A ce moment là, Royal Palois commence sa progression et après la "der" Javoy envoie, déchainé. Ils finissent deuxième, coiffant au poteau le spécialiste des quintés Chant de lune. Les espoirs grandissent, le cheval n'a que 6 ans, un gros handicap est à portée de tir, le cheval finit vite. Qui sait, c'est peut être un futur Padisha Soy ? Le cheval tient son jockey et le jockey tient son champion.

Il sera décevant la course suivante mais remettra les pendules à l'heure dans le Pot d'Or. Royal Palois gagne son gros handicap, son compagnon aussi, en battant à la lutte Apple's Noa et le légendaire Christophe Pieux, ainsi que la regrettée Plume noire. L'apprenti réalise un rêve avec son cheval de coeur, son sourire éclatant comme jamais en dit long sur son bonheur. Cette victoire est et restera la plus belle victoire de sa carrière.

Le rêve se poursuivit avec deux superbes deuxième place dans le Violon II et le Montgomery avant de tenter La Haye Jousselin. L'histoire s'embellit de course en course après s'être placé de Gr.3, Royal Palois et Guillaume Javoy participent à leurs 1e Gr.1, qui plus est l'un des plus beaux. La distance va l'arranger mais l'opposition est excellente. Qu' à cela ne tienne, Royal Palois bon sauteur (qui l'eut cru) court du tonnerre, arrachant une 4ème place revancharde sur Odeillo du Mathan,
devançant Polar Rochelais, Top of the sky, Lord Carmont et devient en ce jour un vrai cheval de groupe.  C'est la meilleure performance de sa carrière.

S'en suivront des fortunes diverses, une 2e place dans le Beugnot ainsi que dans le Hennessy entre Isnos et Don Mirande. Comme toutes les belles histoires, il y a une fin... Royal Palois prépare une nouvelle tentative dans la Haye Jousselin et de présente au départ du Héros XII.

Alors que son cheval s'apprête à jouer les places, il se retrouve entre deux chevaux pour sauter la double barrière et tous deux tombent violemment. Guillaume perd connaissance trois ou quatre secondes, une fois revenu à lui, il se roule jusqu'à la corde pour éviter les chevaux alors qu'ils sont déjà entrain de sauter la dernière, un nouveau trauma crânien à la clef. Royal Palois s'en sort indemne, un miracle.

Comme tout le monde le sait, Guillaume retombera violemment sur une barre d'appel en bois 7 jours plus tard, il perdra connaissance une énième fois mais cette fois ci il ne reviendra pas... Royal Palois tentera tout de même la Haye Jousselin, le cheval n'est plus là et finira lointain dernier.

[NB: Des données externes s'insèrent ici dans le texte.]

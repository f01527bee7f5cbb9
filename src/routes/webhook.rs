use axum::body::Bytes;
use axum::extract::State;
use axum::http::HeaderMap;
use axum::routing::post;
use axum::{Json, Router};
use chrono::{DateTime, Utc};
use serde_json::json;
use tracing::{error, info, warn};

use crate::db::models::NewTransaction;
use crate::error::ApiError;
use crate::payments::webhook::{
    verify_signature, InvoiceObject, PaymentIntentObject, SignatureError, WebhookEvent,
};
use crate::{money, AppState, DonationFrequency};

pub fn router() -> Router<AppState> {
    Router::new().route("/stripe-webhook", post(handler))
}

const SIGNATURE_HEADER: &str = "stripe-signature";

/// Whether an authenticated event actually reached the store. Acknowledged
/// events are answered 200 either way so the processor does not re-deliver,
/// but the distinction is kept for the logs.
#[derive(Debug)]
enum ReconcileOutcome {
    Processed,
    Acknowledged { reason: String },
}

pub async fn handler(
    State(state): State<AppState>,
    headers: HeaderMap,
    body: Bytes,
) -> Result<Json<serde_json::Value>, ApiError> {
    // the signature covers the raw bytes; nothing is parsed before this
    let signature = headers
        .get(SIGNATURE_HEADER)
        .and_then(|value| value.to_str().ok())
        .ok_or(ApiError::Signature(SignatureError::Missing))?;
    verify_signature(&body, signature, &state.config.stripe.webhook_secret)?;

    let event: WebhookEvent = serde_json::from_slice(&body)
        .map_err(|_| ApiError::BadRequest("Unreadable event payload".to_string()))?;

    info!(event_id = %event.id, event_type = %event.event_type, "Stripe webhook received");

    match reconcile(&state, &event).await {
        ReconcileOutcome::Processed => {}
        ReconcileOutcome::Acknowledged { reason } => {
            warn!(event_id = %event.id, "event acknowledged without processing: {reason}");
        }
    }

    Ok(Json(json!({ "received": true })))
}

async fn reconcile(state: &AppState, event: &WebhookEvent) -> ReconcileOutcome {
    match event.event_type.as_str() {
        "payment_intent.succeeded" => payment_intent_succeeded(state, event).await,
        "invoice.payment_succeeded" => invoice_payment_succeeded(state, event).await,
        "payment_intent.payment_failed" => {
            // no persistence; reserved for alerting
            warn!(event_id = %event.id, "payment intent failed");
            ReconcileOutcome::Acknowledged {
                reason: "payment failure noted in logs only".to_string(),
            }
        }
        other => {
            info!("Unhandled event type {other}");
            ReconcileOutcome::Acknowledged {
                reason: format!("unhandled event type {other}"),
            }
        }
    }
}

async fn payment_intent_succeeded(state: &AppState, event: &WebhookEvent) -> ReconcileOutcome {
    let intent: PaymentIntentObject = match serde_json::from_value(event.data.object.clone()) {
        Ok(intent) => intent,
        Err(e) => {
            return ReconcileOutcome::Acknowledged {
                reason: format!("malformed payment intent object: {e}"),
            };
        }
    };

    let frequency = match intent.metadata.get("donation_frequency") {
        Some(value) => DonationFrequency::parse(value).unwrap_or(DonationFrequency::OneTime),
        None => {
            warn!(payment_intent = %intent.id, "no donation_frequency metadata, assuming one-time");
            DonationFrequency::OneTime
        }
    };

    let Some(charity_id) = intent
        .metadata
        .get("charity_id")
        .and_then(|value| value.parse::<i32>().ok())
    else {
        warn!(payment_intent = %intent.id, "no usable charity_id metadata on payment intent");
        return ReconcileOutcome::Acknowledged {
            reason: "payment intent carried no usable charity_id metadata".to_string(),
        };
    };

    insert_row(
        state,
        NewTransaction {
            charity_id,
            amount: money::to_major_units(intent.amount),
            currency: intent.currency.clone(),
            donation_frequency: frequency.to_string(),
            stripe_transaction_id: intent.id.clone(),
            created_at: event_time(event),
        },
    )
    .await
}

async fn invoice_payment_succeeded(state: &AppState, event: &WebhookEvent) -> ReconcileOutcome {
    let invoice: InvoiceObject = match serde_json::from_value(event.data.object.clone()) {
        Ok(invoice) => invoice,
        Err(e) => {
            return ReconcileOutcome::Acknowledged {
                reason: format!("malformed invoice object: {e}"),
            };
        }
    };

    let Some(charity_id) = invoice
        .subscription_details
        .as_ref()
        .and_then(|details| details.metadata.get("charity_id"))
        .and_then(|value| value.parse::<i32>().ok())
    else {
        warn!(
            invoice = %invoice.id,
            subscription = invoice.subscription.as_deref().unwrap_or("none"),
            "no usable charity_id metadata on invoice subscription"
        );
        return ReconcileOutcome::Acknowledged {
            reason: "invoice carried no usable charity_id metadata".to_string(),
        };
    };

    // the payment intent id is the natural key when present, the invoice
    // id otherwise
    let transaction_id = invoice
        .payment_intent
        .clone()
        .unwrap_or_else(|| invoice.id.clone());

    insert_row(
        state,
        NewTransaction {
            charity_id,
            amount: money::to_major_units(invoice.amount_paid),
            currency: invoice.currency.clone(),
            donation_frequency: DonationFrequency::Monthly.to_string(),
            stripe_transaction_id: transaction_id,
            created_at: event_time(event),
        },
    )
    .await
}

async fn insert_row(state: &AppState, row: NewTransaction) -> ReconcileOutcome {
    match state.store.record_transaction(row).await {
        Ok(true) => ReconcileOutcome::Processed,
        Ok(false) => {
            // replayed delivery or the synchronous path won the race
            info!("transaction already recorded for this event");
            ReconcileOutcome::Processed
        }
        Err(e) => {
            // never bubbles up: a 500 here would only trigger re-delivery
            error!("Error saving webhook transaction: {e}");
            ReconcileOutcome::Acknowledged {
                reason: "transaction insert failed".to_string(),
            }
        }
    }
}

fn event_time(event: &WebhookEvent) -> DateTime<Utc> {
    DateTime::from_timestamp(event.created, 0).unwrap_or_else(Utc::now)
}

Six mois et 5 jockeys différents, le cheval est méconnaissable, à chacun son opinion... Malgré cela un guerrier reste un guerrier, dans le Jean Granel il vient se glisser entre Sable des Ongrais et Zaiyad. Royal Palois is back et il le confirmera dans un William Head de moyenne facture mais en gagnant avec facilité. Après une quantité d'échecs importants , Palou pour les intimes, revient sur Cagnes gagnant d'emblée après 1 an et 8 mois sans avoir gagné le moindre euro. Il fonctionne au moral. L'année suivante est plutôt moyenne, une troisième place sur les haies d'Auteuil en mai. Il revient après des vacances méritées, dans le World Citizen. Une autres victoire sur le steeple d'Auteuil du haut de ses 10 ans, il gagne d'une longueur et demi devant un peloton de jeunots. Malheureusement, une fracture à la clef...

Après tant de belles années offerte à ses copropriétaires, Royal Palois rejoindra le Haras de Grand'Cour ou une retraite méritée l'attend. Une retraite trop courte comme la carrière de son compagnon de toujours, ensemble, ils ont trouvé la lumière. Dans l'au-delà, ils se sont retrouvés dans les vertes pâtures, des pâtures interminables...Là ou le soleil fait briller les herbes, comme les âmes. Ils partirent ensemble vers l'horizon dans une galopade à 4 temps. Et dans Un claquement de sabots aussi régulier qu'infini, ils disparaissent... laissant derrière eux un écho magnifique où s'entremêlent le hennissement de ton champion associé à ton rire à la con..
 

Gaëtan Loizeau, l'auteur de ce texte, ici devant la photo de Guillaume Javoy avec la mère de ce dernier.